::: Given data :::

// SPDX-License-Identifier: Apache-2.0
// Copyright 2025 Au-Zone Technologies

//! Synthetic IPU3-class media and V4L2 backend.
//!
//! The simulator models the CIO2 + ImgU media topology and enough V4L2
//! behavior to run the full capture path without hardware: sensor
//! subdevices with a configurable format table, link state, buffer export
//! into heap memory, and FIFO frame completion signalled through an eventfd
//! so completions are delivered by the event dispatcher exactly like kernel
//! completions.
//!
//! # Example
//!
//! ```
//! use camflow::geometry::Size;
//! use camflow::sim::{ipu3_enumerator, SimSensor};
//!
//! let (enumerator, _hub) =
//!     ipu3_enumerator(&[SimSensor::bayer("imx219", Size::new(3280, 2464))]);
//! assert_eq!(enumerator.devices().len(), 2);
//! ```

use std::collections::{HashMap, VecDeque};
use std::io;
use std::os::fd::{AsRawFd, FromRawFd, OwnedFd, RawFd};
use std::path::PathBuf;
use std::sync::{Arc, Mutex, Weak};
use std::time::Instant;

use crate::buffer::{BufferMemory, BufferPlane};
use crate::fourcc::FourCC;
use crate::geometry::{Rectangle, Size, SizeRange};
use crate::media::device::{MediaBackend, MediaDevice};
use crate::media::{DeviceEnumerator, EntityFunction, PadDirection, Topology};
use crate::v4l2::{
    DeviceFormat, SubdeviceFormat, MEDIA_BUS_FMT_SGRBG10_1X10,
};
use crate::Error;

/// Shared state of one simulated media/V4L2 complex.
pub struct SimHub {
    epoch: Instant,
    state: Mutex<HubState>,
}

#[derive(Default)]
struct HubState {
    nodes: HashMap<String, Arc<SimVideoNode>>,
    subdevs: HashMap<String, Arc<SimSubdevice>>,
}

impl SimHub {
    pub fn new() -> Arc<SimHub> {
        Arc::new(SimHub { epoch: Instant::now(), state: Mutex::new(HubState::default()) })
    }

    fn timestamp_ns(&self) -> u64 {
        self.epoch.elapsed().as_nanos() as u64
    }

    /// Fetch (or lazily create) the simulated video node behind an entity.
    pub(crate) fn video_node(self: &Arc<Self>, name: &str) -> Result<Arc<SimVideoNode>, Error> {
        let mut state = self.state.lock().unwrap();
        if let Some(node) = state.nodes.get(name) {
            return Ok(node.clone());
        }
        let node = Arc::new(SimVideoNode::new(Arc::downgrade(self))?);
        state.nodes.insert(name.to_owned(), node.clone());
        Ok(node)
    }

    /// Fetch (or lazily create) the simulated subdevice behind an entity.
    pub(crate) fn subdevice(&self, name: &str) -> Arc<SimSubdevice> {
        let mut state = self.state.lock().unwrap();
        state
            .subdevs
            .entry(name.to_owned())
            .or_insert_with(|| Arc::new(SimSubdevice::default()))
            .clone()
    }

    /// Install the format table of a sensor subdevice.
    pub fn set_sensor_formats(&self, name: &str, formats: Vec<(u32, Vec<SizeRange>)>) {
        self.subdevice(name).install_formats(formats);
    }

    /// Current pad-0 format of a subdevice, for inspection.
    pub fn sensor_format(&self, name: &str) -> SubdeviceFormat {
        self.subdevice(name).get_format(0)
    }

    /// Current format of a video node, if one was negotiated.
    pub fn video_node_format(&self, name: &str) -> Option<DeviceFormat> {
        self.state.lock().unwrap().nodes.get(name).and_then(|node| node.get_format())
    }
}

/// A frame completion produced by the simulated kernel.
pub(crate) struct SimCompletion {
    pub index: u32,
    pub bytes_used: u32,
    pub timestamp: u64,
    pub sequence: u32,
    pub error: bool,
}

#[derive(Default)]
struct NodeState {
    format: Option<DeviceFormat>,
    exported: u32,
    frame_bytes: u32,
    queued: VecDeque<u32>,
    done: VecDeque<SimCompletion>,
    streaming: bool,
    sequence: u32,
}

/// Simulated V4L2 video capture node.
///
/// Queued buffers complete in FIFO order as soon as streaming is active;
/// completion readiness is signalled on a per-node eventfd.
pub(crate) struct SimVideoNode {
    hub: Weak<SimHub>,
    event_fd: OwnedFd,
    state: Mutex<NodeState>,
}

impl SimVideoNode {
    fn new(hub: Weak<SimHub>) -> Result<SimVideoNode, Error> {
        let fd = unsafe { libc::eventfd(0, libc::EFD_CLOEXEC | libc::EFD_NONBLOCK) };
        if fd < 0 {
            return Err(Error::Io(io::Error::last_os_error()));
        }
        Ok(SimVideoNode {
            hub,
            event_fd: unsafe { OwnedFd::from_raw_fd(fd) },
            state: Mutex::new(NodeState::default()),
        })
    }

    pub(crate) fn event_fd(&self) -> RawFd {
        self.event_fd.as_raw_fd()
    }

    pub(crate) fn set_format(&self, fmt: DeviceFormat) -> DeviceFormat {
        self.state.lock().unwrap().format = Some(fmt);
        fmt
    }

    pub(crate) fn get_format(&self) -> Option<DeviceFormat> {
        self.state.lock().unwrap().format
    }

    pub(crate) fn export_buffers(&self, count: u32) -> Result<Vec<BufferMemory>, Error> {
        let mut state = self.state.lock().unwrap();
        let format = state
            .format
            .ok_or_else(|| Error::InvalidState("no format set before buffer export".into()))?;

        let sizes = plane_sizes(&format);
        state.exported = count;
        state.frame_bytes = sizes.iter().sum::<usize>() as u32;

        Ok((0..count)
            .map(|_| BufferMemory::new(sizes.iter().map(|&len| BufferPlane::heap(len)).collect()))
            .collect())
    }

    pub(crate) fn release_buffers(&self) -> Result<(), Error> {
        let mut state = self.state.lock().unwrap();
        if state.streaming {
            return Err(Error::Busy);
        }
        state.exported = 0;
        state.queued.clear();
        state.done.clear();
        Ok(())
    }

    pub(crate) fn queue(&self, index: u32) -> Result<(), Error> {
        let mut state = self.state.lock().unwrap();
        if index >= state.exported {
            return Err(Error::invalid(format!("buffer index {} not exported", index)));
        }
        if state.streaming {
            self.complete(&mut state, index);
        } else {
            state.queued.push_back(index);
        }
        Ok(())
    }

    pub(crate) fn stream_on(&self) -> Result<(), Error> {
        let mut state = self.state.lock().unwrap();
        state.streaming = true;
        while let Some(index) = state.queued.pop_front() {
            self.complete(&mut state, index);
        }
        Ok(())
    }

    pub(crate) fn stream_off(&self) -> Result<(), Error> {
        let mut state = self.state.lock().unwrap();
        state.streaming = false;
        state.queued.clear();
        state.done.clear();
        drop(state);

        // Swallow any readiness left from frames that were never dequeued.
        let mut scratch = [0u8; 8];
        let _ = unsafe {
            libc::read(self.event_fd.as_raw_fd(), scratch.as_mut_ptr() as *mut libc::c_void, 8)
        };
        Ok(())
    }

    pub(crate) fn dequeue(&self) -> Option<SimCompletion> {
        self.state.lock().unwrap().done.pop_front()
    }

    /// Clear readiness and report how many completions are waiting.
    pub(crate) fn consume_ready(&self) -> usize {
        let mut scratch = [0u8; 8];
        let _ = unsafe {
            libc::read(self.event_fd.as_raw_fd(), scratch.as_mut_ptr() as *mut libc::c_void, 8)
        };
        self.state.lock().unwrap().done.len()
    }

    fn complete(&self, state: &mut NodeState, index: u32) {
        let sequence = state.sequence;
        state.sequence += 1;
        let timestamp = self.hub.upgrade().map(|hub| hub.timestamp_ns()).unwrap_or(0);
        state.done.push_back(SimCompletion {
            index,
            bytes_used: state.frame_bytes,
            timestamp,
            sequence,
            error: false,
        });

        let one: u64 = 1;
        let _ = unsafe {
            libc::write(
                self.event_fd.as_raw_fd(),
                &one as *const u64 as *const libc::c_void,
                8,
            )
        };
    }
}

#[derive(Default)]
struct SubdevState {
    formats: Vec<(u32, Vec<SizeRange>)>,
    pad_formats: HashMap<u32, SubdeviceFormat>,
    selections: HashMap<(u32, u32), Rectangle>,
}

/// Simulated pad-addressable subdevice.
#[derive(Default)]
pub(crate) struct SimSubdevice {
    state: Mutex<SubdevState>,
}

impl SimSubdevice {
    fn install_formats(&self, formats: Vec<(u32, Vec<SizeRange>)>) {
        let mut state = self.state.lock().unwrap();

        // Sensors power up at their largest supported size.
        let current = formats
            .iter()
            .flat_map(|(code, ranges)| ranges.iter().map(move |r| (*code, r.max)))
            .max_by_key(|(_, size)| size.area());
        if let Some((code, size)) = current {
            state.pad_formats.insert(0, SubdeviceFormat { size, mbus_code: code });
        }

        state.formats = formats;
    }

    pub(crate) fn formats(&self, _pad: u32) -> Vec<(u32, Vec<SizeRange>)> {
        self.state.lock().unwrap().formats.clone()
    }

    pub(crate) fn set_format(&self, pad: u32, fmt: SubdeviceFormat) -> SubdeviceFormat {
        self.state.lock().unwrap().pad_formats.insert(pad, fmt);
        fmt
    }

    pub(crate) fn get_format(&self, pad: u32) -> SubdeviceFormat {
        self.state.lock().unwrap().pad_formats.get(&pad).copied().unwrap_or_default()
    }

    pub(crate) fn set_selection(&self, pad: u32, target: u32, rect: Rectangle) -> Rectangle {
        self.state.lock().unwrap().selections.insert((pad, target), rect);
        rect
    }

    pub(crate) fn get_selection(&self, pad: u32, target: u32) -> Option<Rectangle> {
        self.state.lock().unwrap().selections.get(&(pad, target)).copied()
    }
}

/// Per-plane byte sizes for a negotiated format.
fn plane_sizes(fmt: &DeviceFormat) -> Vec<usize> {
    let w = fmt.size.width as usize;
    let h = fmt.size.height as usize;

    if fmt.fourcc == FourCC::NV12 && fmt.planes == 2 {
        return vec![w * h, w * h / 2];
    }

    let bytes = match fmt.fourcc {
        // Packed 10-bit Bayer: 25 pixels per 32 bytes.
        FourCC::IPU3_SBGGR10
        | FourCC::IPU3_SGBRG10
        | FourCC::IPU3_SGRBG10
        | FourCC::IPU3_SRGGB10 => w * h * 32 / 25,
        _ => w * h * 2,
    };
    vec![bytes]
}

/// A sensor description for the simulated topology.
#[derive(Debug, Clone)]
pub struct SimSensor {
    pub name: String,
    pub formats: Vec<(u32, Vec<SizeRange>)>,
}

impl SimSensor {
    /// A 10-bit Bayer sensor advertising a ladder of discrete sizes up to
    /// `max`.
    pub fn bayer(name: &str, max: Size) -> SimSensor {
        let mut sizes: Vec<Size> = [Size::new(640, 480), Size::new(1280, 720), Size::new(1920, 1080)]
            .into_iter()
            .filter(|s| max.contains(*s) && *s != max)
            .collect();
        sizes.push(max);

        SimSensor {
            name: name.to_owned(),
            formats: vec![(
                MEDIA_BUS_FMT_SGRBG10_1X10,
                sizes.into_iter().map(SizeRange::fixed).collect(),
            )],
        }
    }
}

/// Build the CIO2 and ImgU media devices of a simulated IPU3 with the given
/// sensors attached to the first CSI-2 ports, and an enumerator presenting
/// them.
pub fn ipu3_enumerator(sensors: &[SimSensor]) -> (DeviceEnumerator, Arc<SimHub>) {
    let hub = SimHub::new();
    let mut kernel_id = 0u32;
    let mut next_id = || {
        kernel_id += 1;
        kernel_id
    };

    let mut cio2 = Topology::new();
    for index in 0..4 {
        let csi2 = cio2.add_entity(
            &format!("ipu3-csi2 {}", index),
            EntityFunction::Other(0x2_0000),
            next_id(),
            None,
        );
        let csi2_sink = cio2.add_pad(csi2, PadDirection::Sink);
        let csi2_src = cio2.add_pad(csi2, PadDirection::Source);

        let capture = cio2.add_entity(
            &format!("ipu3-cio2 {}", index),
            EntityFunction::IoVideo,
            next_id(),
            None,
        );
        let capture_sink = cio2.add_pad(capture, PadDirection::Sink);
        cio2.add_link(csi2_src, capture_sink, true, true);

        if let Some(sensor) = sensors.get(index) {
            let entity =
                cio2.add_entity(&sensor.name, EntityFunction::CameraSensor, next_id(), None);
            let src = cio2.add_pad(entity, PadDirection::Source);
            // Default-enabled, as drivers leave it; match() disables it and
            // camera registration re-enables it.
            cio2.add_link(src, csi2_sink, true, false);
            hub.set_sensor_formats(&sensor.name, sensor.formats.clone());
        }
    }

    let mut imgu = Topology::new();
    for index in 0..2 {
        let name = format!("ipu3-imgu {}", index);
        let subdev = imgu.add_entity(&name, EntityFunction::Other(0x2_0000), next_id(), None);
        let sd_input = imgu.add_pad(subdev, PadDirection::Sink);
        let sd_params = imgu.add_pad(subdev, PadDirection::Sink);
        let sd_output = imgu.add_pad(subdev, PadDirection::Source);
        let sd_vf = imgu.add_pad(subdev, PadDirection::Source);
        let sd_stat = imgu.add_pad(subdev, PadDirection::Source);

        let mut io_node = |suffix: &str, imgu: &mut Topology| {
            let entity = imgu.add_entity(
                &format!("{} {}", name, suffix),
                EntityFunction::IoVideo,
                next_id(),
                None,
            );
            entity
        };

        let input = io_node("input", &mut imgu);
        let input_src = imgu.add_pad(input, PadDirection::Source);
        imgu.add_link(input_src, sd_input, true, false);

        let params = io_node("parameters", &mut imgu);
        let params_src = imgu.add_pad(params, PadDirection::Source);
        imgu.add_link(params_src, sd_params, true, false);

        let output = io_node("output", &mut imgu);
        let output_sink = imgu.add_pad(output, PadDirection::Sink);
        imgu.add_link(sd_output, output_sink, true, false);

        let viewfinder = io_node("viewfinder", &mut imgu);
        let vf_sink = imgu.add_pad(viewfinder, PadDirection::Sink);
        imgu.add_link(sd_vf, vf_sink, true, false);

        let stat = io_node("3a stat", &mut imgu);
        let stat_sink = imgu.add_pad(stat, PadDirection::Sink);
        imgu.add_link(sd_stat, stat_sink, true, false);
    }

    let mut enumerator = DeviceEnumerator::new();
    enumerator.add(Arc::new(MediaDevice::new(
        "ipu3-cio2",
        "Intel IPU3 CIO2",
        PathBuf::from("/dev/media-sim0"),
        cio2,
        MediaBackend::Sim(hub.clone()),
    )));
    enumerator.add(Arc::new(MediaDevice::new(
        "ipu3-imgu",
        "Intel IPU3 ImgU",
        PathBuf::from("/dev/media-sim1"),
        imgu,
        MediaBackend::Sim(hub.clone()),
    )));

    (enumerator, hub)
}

:::

> _Required action_
Copy out all lines above that include the string "negotiated".

> _Completed task_
    /// Current format of a video node, if one was negotiated.
/// Per-plane byte sizes for a negotiated format.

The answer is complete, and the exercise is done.